Recorded data:
== Segment start ==
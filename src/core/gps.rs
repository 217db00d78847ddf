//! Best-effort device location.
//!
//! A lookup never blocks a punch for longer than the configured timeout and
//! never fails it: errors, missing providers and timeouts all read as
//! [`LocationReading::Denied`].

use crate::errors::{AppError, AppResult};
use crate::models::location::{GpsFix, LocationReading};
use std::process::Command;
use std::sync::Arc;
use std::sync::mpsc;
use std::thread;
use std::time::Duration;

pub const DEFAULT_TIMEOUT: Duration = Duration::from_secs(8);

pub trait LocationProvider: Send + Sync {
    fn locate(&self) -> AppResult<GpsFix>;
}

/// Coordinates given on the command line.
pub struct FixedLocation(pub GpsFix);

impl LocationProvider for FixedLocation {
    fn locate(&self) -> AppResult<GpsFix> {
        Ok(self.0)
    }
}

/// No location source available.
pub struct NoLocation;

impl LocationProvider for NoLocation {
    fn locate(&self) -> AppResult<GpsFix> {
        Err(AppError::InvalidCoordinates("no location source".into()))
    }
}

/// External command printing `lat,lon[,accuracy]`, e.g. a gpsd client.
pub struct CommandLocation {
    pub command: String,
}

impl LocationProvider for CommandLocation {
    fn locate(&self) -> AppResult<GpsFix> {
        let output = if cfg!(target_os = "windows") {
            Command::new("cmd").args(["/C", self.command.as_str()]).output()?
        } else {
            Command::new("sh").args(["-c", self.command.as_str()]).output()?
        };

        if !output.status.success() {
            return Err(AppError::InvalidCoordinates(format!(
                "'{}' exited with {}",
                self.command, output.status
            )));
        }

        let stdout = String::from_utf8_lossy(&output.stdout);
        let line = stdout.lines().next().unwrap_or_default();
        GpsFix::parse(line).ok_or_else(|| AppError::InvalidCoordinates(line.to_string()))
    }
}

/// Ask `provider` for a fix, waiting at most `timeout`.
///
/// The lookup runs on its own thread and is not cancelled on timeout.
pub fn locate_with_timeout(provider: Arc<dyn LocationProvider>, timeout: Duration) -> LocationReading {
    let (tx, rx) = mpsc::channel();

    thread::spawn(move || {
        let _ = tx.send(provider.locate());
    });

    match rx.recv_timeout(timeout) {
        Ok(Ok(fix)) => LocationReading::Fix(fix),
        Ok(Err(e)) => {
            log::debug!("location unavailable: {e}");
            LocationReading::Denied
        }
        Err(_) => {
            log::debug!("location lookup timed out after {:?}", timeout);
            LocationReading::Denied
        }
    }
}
== Segment end ==
● **TASK TO COMPLETE**:
Copy out the entries above exactly as given, starting at the top and ending with the line containing "use std::time::Duration;"; include both and nothing more.

● **EXERCISE RESULT**:
filename src/core/gps.rs
repository 217db00d78847ddf
//! Best-effort device location.
//!
//! A lookup never blocks a punch for longer than the configured timeout and
//! never fails it: errors, missing providers and timeouts all read as
//! [`LocationReading::Denied`].

use crate::errors::{AppError, AppResult};
use crate::models::location::{GpsFix, LocationReading};
use std::process::Command;
use std::sync::Arc;
use std::sync::mpsc;
use std::thread;
use std::time::Duration;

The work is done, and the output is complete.